The district website lists separate letters from each of its principals detailing daily expectations. At Princeton High School, for example, “teachers will post content … and [students] will have a minimum of one hour of coursework for each class each day.”  At elementary schools, students will have four hours of coursework per day and “one or more of our teachers [will] check-in with each pupil and his or her family multiple times per week via telephone calls, e-mails, Class Dojo or some other means.”

Now let’s travel 12 miles south to Trenton where 70 percent of students are economically disadvantaged and 22 percent of 10th-graders meet or exceed benchmarks in reading. The district has a booklet labeled “Health-Related School Closures” that says, “a series of learning experiences has been created for students by grade levels.” There is a one-page letter from the superintendent that says “the current school closure is not a vacation” and “students are expected to log on to Google daily for at least four hours daily and complete assignments in Google classroom” using a one-page reference of free online education programs. If a family doesn’t have a computer or online access (for comparison, in demographically-similar Camden only 30 percent do), parents can “pick up a paper packet from their school.” 

Or not. Just up the district website: 

The district has exhausted all of the printed packets; the district is closed and our vendors have limited resources in printing out additional packets. Therefore, no additional copies are available until further notice.

If you are a Princeton High School student, you get six hours of online instruction a day and regular check-ins with teachers.

If you are a Trenton Central High School student who happens to have a laptop and access to the internet, you get up to four hours of online instruction with no assured teacher contact. If you don’t have a laptop and internet access you get nothing.

This disparity in opportunity and access was true before the pandemic, but now we see the gaps more clearly. Oh, the data was always there: according to state Doe, 72 percent of third-graders at this Princeton elementary school read at or above grade level; at this Trenton Elementary school, 11 percent do. Ninety percent of Princeton High graduates enroll in postsecondary programs but 51 percent of Trenton Central High graduates do. (It’s 12 percent at Trenton’s alternative high school where 445 students are enrolled.)

These starkly disparate numbers haven’t swayed New Jersey to do anything in the last half-century but throw more money at the problem with no impact on student outcomes. While we seem susceptible to bromides like those from the state teacher union that proclaim, “NJ schools rank first in the country,” parents stuck at home now have an unfiltered view of our deficiencies.

Of course, these opportunity gaps aren’t limited to a two-lane road in New Jersey. Camden superintendent Katrina McCombs says the school shutdown “has just exacerbated the inequalities.”

Colin Seale writes, 

The coronavirus pandemic is revealing new layers of inequity that may end up setting us back even further. Education leaders are tackling the unexpected challenge of providing distance learning as the primary mode of instruction for weeks, months, and possibly the remainder of the school year. How can school systems that struggle to deliver equitable results in a standard brick and mortar setting overcome the added challenges inherent in distance learning?

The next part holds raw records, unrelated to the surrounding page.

//! Dense rectangular grid of string cells
//!
//! [`Grid`] is the in-memory form of the job and individual rosters: a
//! fixed-shape 2D block of strings where the empty string means "unset",
//! matching how ranges come back from a sheet read.

use crate::address::CellRange;

/// A dense rectangular grid of string cells
///
/// The shape is fixed at construction. Out-of-bounds access is a
/// programming error and panics; callers validate shapes up front.
#[derive(Debug, Clone, PartialEq, Eq)]
pub struct Grid {
    rows: u32,
    cols: u16,
    cells: Vec<String>,
}

impl Grid {
    /// Create a grid of the given shape with every cell empty
    pub fn new(rows: u32, cols: u16) -> Self {
        Self {
            rows,
            cols,
            cells: vec![String::new(); rows as usize * cols as usize],
        }
    }

    /// Create a grid with the shape of a cell range
    pub fn with_shape_of(range: &CellRange) -> Self {
        Self::new(range.row_count(), range.col_count())
    }

    /// Build a grid from rows of string slices
    ///
    /// Short rows are padded with empty cells; the column count is the
    /// longest row's length.
    pub fn from_rows<R, S>(rows: R) -> Self
    where
        R: IntoIterator,
        R::Item: IntoIterator<Item = S>,
        S: AsRef<str>,
    {
        let rows: Vec<Vec<String>> = rows
            .into_iter()
            .map(|r| r.into_iter().map(|s| s.as_ref().to_string()).collect())
            .collect();

        let cols = rows.iter().map(|r| r.len()).max().unwrap_or(0) as u16;
        let mut grid = Self::new(rows.len() as u32, cols);

        for (r, row) in rows.into_iter().enumerate() {
            for (c, value) in row.into_iter().enumerate() {
                grid.set(r as u32, c as u16, value);
            }
        }

        grid
    }

    /// Number of rows
    pub fn rows(&self) -> u32 {
        self.rows
    }

    /// Number of columns
    pub fn cols(&self) -> u16 {
        self.cols
    }

    /// Get a cell value ("" if unset)
    ///
    /// # Panics
    /// Panics if `row` or `col` is out of bounds.
    pub fn get(&self, row: u32, col: u16) -> &str {
        &self.cells[self.index(row, col)]
    }

    /// Set a cell value (the empty string clears the cell)
    ///
    /// # Panics
    /// Panics if `row` or `col` is out of bounds.
    pub fn set<S: Into<String>>(&mut self, row: u32, col: u16, value: S) {
        let idx = self.index(row, col);
        self.cells[idx] = value.into();
    }

    /// Check if a cell is empty
    ///
    /// # Panics
    /// Panics if `row` or `col` is out of bounds.
    pub fn is_empty_at(&self, row: u32, col: u16) -> bool {
        self.get(row, col).is_empty()
    }

    /// Iterate over the cells of one row, left to right
    ///
    /// # Panics
    /// Panics if `row` is out of bounds.
    pub fn row(&self, row: u32) -> impl Iterator<Item = &str> {
        assert!(row < self.rows, "row {} out of bounds ({})", row, self.rows);
        let start = row as usize * self.cols as usize;
        self.cells[start..start + self.cols as usize]
            .iter()
            .map(String::as_str)
    }

    /// Iterate over all cells as (row, col, value), row-major
    pub fn iter(&self) -> impl Iterator<Item = (u32, u16, &str)> {
        self.cells.iter().enumerate().map(move |(i, v)| {
            let row = (i / self.cols as usize) as u32;
            let col = (i % self.cols as usize) as u16;
            (row, col, v.as_str())
        })
    }

    /// Count of non-empty cells
    pub fn filled_count(&self) -> usize {
        self.cells.iter().filter(|c| !c.is_empty()).count()
    }

    fn index(&self, row: u32, col: u16) -> usize {
        assert!(row < self.rows, "row {} out of bounds ({})", row, self.rows);
        assert!(col < self.cols, "col {} out of bounds ({})", col, self.cols);
        row as usize * self.cols as usize + col as usize
    }
}

#[cfg(test)]
mod tests {
    use super::*;
    use pretty_assertions::assert_eq;

    #[test]
    fn test_new_grid_is_empty() {
        let grid = Grid::new(3, 4);
        assert_eq!(grid.rows(), 3);
        assert_eq!(grid.cols(), 4);
        assert_eq!(grid.filled_count(), 0);
        assert!(grid.is_empty_at(2, 3));
    }

    #[test]
    fn test_set_and_get() {
        let mut grid = Grid::new(2, 2);
        grid.set(0, 1, "Alice");
        assert_eq!(grid.get(0, 1), "Alice");
        assert_eq!(grid.get(0, 0), "");
        assert_eq!(grid.filled_count(), 1);

        grid.set(0, 1, "");
        assert!(grid.is_empty_at(0, 1));
    }

    #[test]
    fn test_from_rows_pads_short_rows() {
        let grid = Grid::from_rows([vec!["a", "b", "c"], vec!["d"]]);
        assert_eq!(grid.rows(), 2);
        assert_eq!(grid.cols(), 3);
        assert_eq!(grid.get(1, 0), "d");
        assert_eq!(grid.get(1, 2), "");
    }

    #[test]
    fn test_row_iteration() {
        let grid = Grid::from_rows([["a", "b"], ["c", "d"]]);
        let row: Vec<&str> = grid.row(1).collect();
        assert_eq!(row, ["c", "d"]);
    }

    #[test]
    fn test_iter_row_major() {
        let grid = Grid::from_rows([["a", "b"], ["c", "d"]]);
        let cells: Vec<(u32, u16, &str)> = grid.iter().collect();
        assert_eq!(
            cells,
            [(0, 0, "a"), (0, 1, "b"), (1, 0, "c"), (1, 1, "d")]
        );
    }

    #[test]
    #[should_panic(expected = "out of bounds")]
    fn test_get_out_of_bounds_panics() {
        let grid = Grid::new(1, 1);
        grid.get(0, 1);
    }

    #[test]
    #[should_panic(expected = "out of bounds")]
    fn test_set_out_of_bounds_panics() {
        let mut grid = Grid::new(1, 1);
        grid.set(1, 0, "x");
    }
}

Meria Carstarphen, superintendent of Atlanta Public Schools, told NPR:

The inequities that we often talk about have a spotlight during this crisis. So if you’re wealthy or of a better socioeconomic means, you can get an access to tests, still get access to the support you need for your students. But that’s not true in communities where there’s high poverty and high need.

We’re all trying to stay healthy and keep our loved ones safe. It’s hard to think beyond this day or this week. But I think we must. Jonathan Rauch of the Brookings Institute says “plagues drive change.” Rahm Emanuel says, “you never let a serious crisis go to waste. Things that we had postponed for too long, that were long-term, are now immediate and must be dealt with. This crisis provides the opportunity for us to do things that you could not do before.”

We have to do things we thought we could not do before. We have to drive change. Otherwise, your location on a 12-mile stretch of road represents whether or not your third-grader can read or your high school graduate will go to college or get a job. It may have taken a pandemic to enable us to see this clearly, but here we are. Do we have what it takes to address systemic inadequacies, to innovate and buck a broken system? I hope so, but I don’t know the answer.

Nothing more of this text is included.